Le marché automobile algérien est en pleine transformation avec l’arrivée progressive de projets industriels initiés par de grandes marques internationales. Parmi elles, on retrouve Hyundai et Chery, qui ont récemment obtenu des autorisations préliminaires pour lancer des projets de production locale. Bien que cela ne signifie pas encore le début de la fabrication, ces démarches constituent une étape cruciale dans le cadre réglementaire local.
La renaissance de Suzuki à Saïda
Suzuki envisage de relancer sa production en Algérie, en s’appuyant sur un ancien site industriel situé à Saïda. Ce site, auparavant utilisé pour l’assemblage de véhicules, a été confisqué pour des raisons judiciaires avant d’être transféré au groupe public Madar. L’objectif actuel est de restaurer cette infrastructure dans un cadre juridique et organisationnel clair. Le ministre de l’Industrie a mentionné récemment devant le Parlement que le groupe Madar s’attèle à toutes les démarches administratives nécessaires pour réhabiliter ce site. Les efforts se concentrent sur la régularisation des procédures et la préparation de l’usine pour une potentielle reprise de la production.

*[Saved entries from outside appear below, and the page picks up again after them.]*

//! Service-manager integration
//!
//! How the running process is supervised decides how an update is applied:
//! systemd and launchd units stage the update for a privileged updater unit,
//! anything else goes through the update helper.

use std::path::{Path, PathBuf};
use std::process::Command;

use crate::error::{Result, UpdateError};
use crate::manifest::StagedManifest;
use crate::settings::UpdateSettings;

/// systemd unit that consumes staged manifests
pub const SYSTEMD_UPDATER_UNIT: &str = "ciwi-updater.service";
/// launchd label that consumes staged manifests
pub const LAUNCHD_UPDATER_LABEL: &str = "io.github.izzyreal.ciwi.updater";

/// Host service manager
pub trait ServiceManager: Send + Sync {
    fn name(&self) -> &'static str;

    /// True when the process runs under this manager
    fn is_service_mode(&self) -> bool;

    /// True when updates go through a staged manifest instead of the helper
    fn supports_staging(&self) -> bool {
        false
    }

    /// Write the manifest where the updater unit will find it
    fn stage_update(&self, manifest: &StagedManifest, path: &Path) -> Result<()> {
        manifest.write_atomic(path)
    }

    /// Ask the manager to run the updater unit
    fn trigger_update(&self) -> Result<()> {
        Err(UpdateError::ServiceManager(format!(
            "{} cannot apply staged updates",
            self.name()
        )))
    }

    /// Restart the service after its binary was replaced
    fn restart(&self, label: &str) -> Result<()>;

    /// Post-swap fixups on the new binary
    fn prepare_binary(&self, _binary: &Path) -> Result<()> {
        Ok(())
    }
}

/// Pick the manager for the current process
pub fn detect(settings: &UpdateSettings) -> Box<dyn ServiceManager> {
    if cfg!(target_os = "linux") && std::env::var_os("INVOCATION_ID").is_some() {
        return Box::new(Systemd {
            systemctl: settings.systemctl_path.clone(),
        });
    }
    if cfg!(target_os = "macos") && launchd_label().is_some() {
        return Box::new(Launchd {
            launchctl: settings.launchctl_path.clone(),
            codesign: settings.codesign_path.clone(),
        });
    }
    Box::new(Unmanaged {
        service_mode: cfg!(windows) && std::env::var("CIWI_WINDOWS_SERVICE").as_deref() == Ok("1"),
    })
}

fn launchd_label() -> Option<String> {
    std::env::var("XPC_SERVICE_NAME")
        .ok()
        .filter(|l| !l.is_empty() && l != "0")
}

fn run(program: &Path, args: &[&str]) -> Result<()> {
    let output = Command::new(program).args(args).output().map_err(|e| {
        UpdateError::ServiceManager(format!("failed to run {}: {e}", program.display()))
    })?;
    if !output.status.success() {
        return Err(UpdateError::ServiceManager(format!(
            "{} {} failed: {}",
            program.display(),
            args.join(" "),
            String::from_utf8_lossy(&output.stderr).trim()
        )));
    }
    Ok(())
}

/// Linux systemd
#[derive(Debug, Clone)]
pub struct Systemd {
    pub systemctl: PathBuf,
}

impl ServiceManager for Systemd {
    fn name(&self) -> &'static str {
        "systemd"
    }

    fn is_service_mode(&self) -> bool {
        true
    }

    fn supports_staging(&self) -> bool {
        true
    }

    fn trigger_update(&self) -> Result<()> {
        run(&self.systemctl, &["start", "--no-block", SYSTEMD_UPDATER_UNIT])
    }

    fn restart(&self, label: &str) -> Result<()> {
        run(&self.systemctl, &["restart", label])
    }
}

/// macOS launchd
#[derive(Debug, Clone)]
pub struct Launchd {
    pub launchctl: PathBuf,
    pub codesign: PathBuf,
}

impl ServiceManager for Launchd {
    fn name(&self) -> &'static str {
        "launchd"
    }

    fn is_service_mode(&self) -> bool {
        true
    }

    fn supports_staging(&self) -> bool {
        true
    }

    fn trigger_update(&self) -> Result<()> {
        let target = format!("system/{LAUNCHD_UPDATER_LABEL}");
        run(&self.launchctl, &["kickstart", &target])
    }

    fn restart(&self, label: &str) -> Result<()> {
        let target = if label.contains('/') {
            label.to_string()
        } else {
            format!("system/{label}")
        };
        run(&self.launchctl, &["kickstart", "-k", &target])
    }

    fn prepare_binary(&self, binary: &Path) -> Result<()> {
        let path = binary.to_string_lossy();
        run(&self.codesign, &["--force", "--sign", "-", &path])
    }
}

/// No service manager: updates use the helper and restart themselves
#[derive(Debug, Clone, Default)]
pub struct Unmanaged {
    pub service_mode: bool,
}

impl ServiceManager for Unmanaged {
    fn name(&self) -> &'static str {
        "unmanaged"
    }

    fn is_service_mode(&self) -> bool {
        self.service_mode
    }

    fn restart(&self, label: &str) -> Result<()> {
        Err(UpdateError::ServiceManager(format!(
            "cannot restart {label} without a service manager"
        )))
    }
}


#[cfg(test)]
mod tests {
    use super::*;

    #[test]
    fn test_unmanaged_cannot_stage() {
        let svc = Unmanaged::default();
        assert!(!svc.is_service_mode());
        assert!(!svc.supports_staging());
        assert!(matches!(svc.trigger_update(), Err(UpdateError::ServiceManager(_))));
    }

    #[cfg(unix)]
    #[test]
    fn test_systemd_reports_command_failure() {
        let svc = Systemd {
            systemctl: PathBuf::from("false"),
        };
        assert!(matches!(svc.restart("ciwi.service"), Err(UpdateError::ServiceManager(_))));

        let ok = Systemd {
            systemctl: PathBuf::from("true"),
        };
        ok.trigger_update().unwrap();
    }
}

Opel et son implantation en Algérie
Opel a annoncé son intention de s’implanter industriellement en Algérie, marquant ainsi sa première unité de production en dehors de l’Europe. Selon son directeur exécutif, le pays est suivi par Opel depuis presque deux ans, avec des échanges fructueux avec des responsables du groupe dans la région. Le projet consiste à mettre en place une usine de production qui intégrerait peu à peu divers modèles Opel dans l’écosystème industriel local. L’idée est d’adapter la production au marché algérien tout en conservant les standards de qualité de la marque.
Un secteur en pleine mutation
Ainsi, le marché automobile en Algérie continue de se diversifier et de se structurer avec la participation active de constructeurs comme Fiat, Hyundai, Chery, Suzuki et Opel. Chacun suit un calendrier propre en fonction des validations nécessaires et des infrastructures existantes, contribuant ainsi à la renaissance de l’industrie automobile locale.